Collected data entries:
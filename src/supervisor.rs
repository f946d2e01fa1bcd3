/*
 * supervisor.rs
 *
 * Launch one child, wait for it, kill its whole group if we have to.
 * All the tricky bits live here.
 *
 * Shared state: signal handlers need to know which group to kill, and the
 * wait loop needs to know whether an EINTR was our own doing. That's three
 * atomics in a static. Handlers only store flags and read the pid; the main
 * flow writes the pid and reads the flags after every interrupted call.
 * No locks anywhere near a handler.
 *
 * Ordering: pid is published before any handler that reads it is installed
 * and before any timer is armed. killed_by_us is set before killpg, so an
 * EINTR seen afterwards is always attributable.
 *
 * If we get SIGTERM (cron shutdown, someone's kill), the child's group dies
 * first, then we put SIG_DFL back and re-raise so our parent sees us die of
 * the same signal instead of some made-up exit code.
 */

use core::sync::atomic::{AtomicBool, AtomicI32, Ordering};

use crate::error::{CronError, Result, exit_codes};
use crate::process::{ExecImage, RawExitStatus, spawn_detached};
use crate::signal::{
    SavedAction, Signal, TERMINATION_SIGNALS, errno, install_handler_unless_ignored, raise,
    raw_signal_name, reset_default, set_errno, write_stderr_raw,
};
use crate::timer;

/* -1 means no child. pids are always positive. */
const NO_CHILD: i32 = -1;

/// State shared between the supervisor and its signal handlers.
///
/// One child at a time per process. Every field is lock-free and written by
/// one side only (handler sets flags, main flow owns the pid).
pub struct SupervisorState {
    child_pid: AtomicI32,
    killed_by_us: AtomicBool,
    fatal_error_in_progress: AtomicBool,
}

impl SupervisorState {
    #[must_use]
    pub const fn new() -> Self {
        Self {
            child_pid: AtomicI32::new(NO_CHILD),
            killed_by_us: AtomicBool::new(false),
            fatal_error_in_progress: AtomicBool::new(false),
        }
    }

    /// Pid of the supervised child, if one is running.
    #[inline]
    pub fn child_pid(&self) -> Option<i32> {
        let pid = self.child_pid.load(Ordering::SeqCst);
        if pid > 0 { Some(pid) } else { None }
    }

    /// Did we send the kill ourselves?
    #[inline]
    pub fn killed_by_us(&self) -> bool {
        self.killed_by_us.load(Ordering::SeqCst)
    }

    fn begin(&self, pid: i32) {
        self.killed_by_us.store(false, Ordering::SeqCst);
        self.fatal_error_in_progress.store(false, Ordering::SeqCst);
        self.child_pid.store(pid, Ordering::SeqCst);
    }

    /* the pid is gone the moment waitpid hands it back; handlers must not
     * aim at it again */
    fn reaped(&self) {
        self.child_pid.store(NO_CHILD, Ordering::SeqCst);
    }

    fn end(&self) {
        self.child_pid.store(NO_CHILD, Ordering::SeqCst);
        self.killed_by_us.store(false, Ordering::SeqCst);
        self.fatal_error_in_progress.store(false, Ordering::SeqCst);
    }
}

impl Default for SupervisorState {
    fn default() -> Self {
        Self::new()
    }
}

/// The one supervisor per process.
pub static SUPERVISOR: SupervisorState = SupervisorState::new();

/// How the supervised command ended.
#[derive(Debug, Clone, Copy, PartialEq, Eq)]
pub enum ChildStatus {
    /// Exited on its own with this code.
    Exited(i32),
    /// Terminated by this signal.
    Signaled(i32),
    /// We killed the group and stopped waiting before reaping it.
    Abandoned,
}

impl ChildStatus {
    fn from_raw(status: RawExitStatus) -> Self {
        match (status.code(), status.signal()) {
            (Some(code), _) => Self::Exited(code),
            (None, Some(sig)) => Self::Signaled(sig),
            /* stopped/continued can't come back from a blocking waitpid
             * without WUNTRACED - treat as a plain failure */
            (None, None) => Self::Exited(1),
        }
    }

    /// Shell convention: exit code as-is, `128 + signo` for a signal death.
    ///
    /// An abandoned child reports the SIGTERM we sent it.
    #[must_use]
    #[allow(clippy::cast_sign_loss, clippy::cast_possible_truncation)]
    pub fn exit_code(&self) -> u8 {
        match self {
            Self::Exited(code) => (*code & 0xFF) as u8,
            Self::Signaled(sig) => ((128 + *sig) & 0xFF) as u8,
            Self::Abandoned => ((128 + Signal::SIGTERM.as_raw()) & 0xFF) as u8,
        }
    }
}

impl core::fmt::Display for ChildStatus {
    fn fmt(&self, f: &mut core::fmt::Formatter<'_>) -> core::fmt::Result {
        match self {
            Self::Exited(code) => write!(f, "exited with status {code}"),
            Self::Signaled(sig) => write!(f, "killed by {}", raw_signal_name(*sig)),
            Self::Abandoned => write!(f, "terminated by supervisor"),
        }
    }
}

/// SIGTERM the whole process group of the supervised child.
///
/// Safe from a signal handler: no allocation, no locks. The group id is
/// looked up from the live pid every time. Sets `killed_by_us` before
/// sending. With no child running, or once the group is gone, this fails
/// with `KillError(ESRCH)`.
///
/// killpg is only used when the child leads its own group and that group
/// isn't ours. Otherwise only the child itself gets the SIGTERM.
pub fn kill_process_group() -> Result<()> {
    let Some(pid) = SUPERVISOR.child_pid() else {
        return Err(CronError::KillError(libc::ESRCH));
    };

    SUPERVISOR.killed_by_us.store(true, Ordering::SeqCst);

    // SAFETY: getpgid has no memory preconditions.
    let pgid = unsafe { libc::getpgid(pid) };
    if pgid < 0 {
        return Err(CronError::KillError(errno()));
    }

    // SAFETY: getpgrp has no preconditions and cannot fail.
    let own_group = unsafe { libc::getpgrp() };
    let ret = if pgid == pid && pgid != own_group {
        // SAFETY: killpg has no memory preconditions, returns -1 on error.
        unsafe { libc::killpg(pgid, Signal::SIGTERM.as_raw()) }
    } else {
        // SAFETY: kill has no memory preconditions, returns -1 on error.
        unsafe { libc::kill(pid, Signal::SIGTERM.as_raw()) }
    };
    if ret < 0 {
        return Err(CronError::KillError(errno()));
    }
    Ok(())
}

/// Handler-context wrapper. Returns whether a SIGTERM went out.
///
/// No child, or a child that is already gone (ESRCH), is nothing to do.
/// Any other failure means our bookkeeping is wrong and nothing we do next
/// can be trusted: bail out with EX_OSERR.
pub fn kill_process_group_or_exit() -> bool {
    match kill_process_group() {
        Ok(()) => true,
        Err(CronError::KillError(libc::ESRCH)) => false,
        Err(_) => {
            write_stderr_raw(b"killpg: failed to signal child process group\n");
            // SAFETY: _exit is async-signal-safe and never returns.
            unsafe { libc::_exit(i32::from(exit_codes::OSERR)) }
        }
    }
}

/* we got a "please die" signal. take the child's group with us. */
extern "C" fn termination_handler(sig: i32) {
    /* second fatal signal while cleaning up: don't retry, just die */
    if SUPERVISOR.fatal_error_in_progress.swap(true, Ordering::SeqCst) {
        reset_default(sig);
        raise(sig);
        return;
    }

    if SUPERVISOR.child_pid().is_some() {
        let saved = errno();
        let _ = kill_process_group_or_exit();
        set_errno(saved);
    }

    /* sig is blocked while we run; it is delivered with SIG_DFL on return */
    reset_default(sig);
    raise(sig);
}

/// Install the termination handlers (INT, HUP, TERM, QUIT).
///
/// Signals an ancestor set to SIG_IGN stay ignored. Returns what was
/// replaced so it can be put back after the child is reaped.
pub fn install_termination_handlers() -> Result<Vec<SavedAction>> {
    let mut saved = Vec::with_capacity(TERMINATION_SIGNALS.len());
    for sig in TERMINATION_SIGNALS {
        match install_handler_unless_ignored(sig, termination_handler, &TERMINATION_SIGNALS) {
            Ok(Some(action)) => saved.push(action),
            Ok(None) => tracing::debug!(signal = ?sig, "signal ignored by parent, leaving it"),
            Err(e) => {
                restore_handlers(saved);
                return Err(e);
            }
        }
    }
    Ok(saved)
}

fn restore_handlers(saved: Vec<SavedAction>) {
    for action in saved {
        let sig = action.signal();
        if let Err(e) = action.restore() {
            tracing::warn!(signal = ?sig, "could not restore signal disposition: {e}");
        }
    }
}

/// Optional hook run once the child exists, right before blocking.
pub type PreWait<'a> = &'a dyn Fn() -> Result<()>;

/// Run `command` with argv `args` (`args[0]` included) in its own process
/// group and wait for it.
///
/// `pre_wait` runs exactly once, after the child exists and before the
/// first wait; that's where a timeout gets armed. The interval timer is
/// cleared on the way out no matter what.
pub fn run_subprocess(command: &str, args: &[String], pre_wait: Option<PreWait<'_>>) -> Result<ChildStatus> {
    let image = ExecImage::new(command, args)?;
    let pid = spawn_detached(&image)?;
    SUPERVISOR.begin(pid);
    tracing::debug!(pid, command = image.program(), "child started");

    let result = supervise(pid, pre_wait);

    let _ = timer::clear();
    SUPERVISOR.end();
    result
}

fn supervise(pid: i32, pre_wait: Option<PreWait<'_>>) -> Result<ChildStatus> {
    /* only the parent gets these, and only once the pid is published */
    let handlers = match install_termination_handlers() {
        Ok(h) => h,
        Err(e) => {
            let _ = kill_process_group();
            return Err(e);
        }
    };

    let result = pre_wait
        .map_or(Ok(()), |hook| hook())
        .and_then(|()| wait_for_child(pid));

    if result.is_err() {
        /* don't leave an orphaned group behind on our error paths */
        let _ = kill_process_group();
    }

    let _ = timer::clear();
    restore_handlers(handlers);
    result
}

/* blocking wait for exactly our child. EINTR is normal. */
fn wait_for_child(pid: i32) -> Result<ChildStatus> {
    let mut status: i32 = 0;
    let reaped = loop {
        // SAFETY: pid is our child, status is a valid out-pointer.
        let ret = unsafe { libc::waitpid(pid, &mut status, 0) };
        if ret == pid {
            /* before anything else can be interrupted by SIGALRM */
            SUPERVISOR.reaped();
            let _ = timer::clear();
            break ret;
        }
        if ret > 0 {
            break ret;
        }

        let err = errno();
        if err == libc::EINTR {
            if SUPERVISOR.killed_by_us() {
                /* the group is being torn down; nothing left to wait for */
                tracing::debug!(pid, "stopped waiting, child group was killed");
                return Ok(ChildStatus::Abandoned);
            }
            tracing::debug!(pid, "waitpid interrupted, waiting again");
            continue;
        }

        return Err(CronError::WaitError(err));
    };

    if reaped != pid {
        tracing::error!("childpid {pid} not returned by waitpid! instead {reaped}");
        return Err(CronError::UnexpectedChild {
            expected: pid,
            got: reaped,
        });
    }

    let child = ChildStatus::from_raw(RawExitStatus::from_raw(status));
    match child {
        ChildStatus::Exited(code) => tracing::debug!("child exited with status {code}"),
        ChildStatus::Signaled(sig) => tracing::debug!("child exited via signal {sig}"),
        ChildStatus::Abandoned => {}
    }
    Ok(child)
}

• **Work item**: A line belongs in the answer if it contains the word "while"; copy every such line from the data above.

• **Solution for this problem**:
    /* second fatal signal while cleaning up: don't retry, just die */
    /* sig is blocked while we run; it is delivered with SIG_DFL on return */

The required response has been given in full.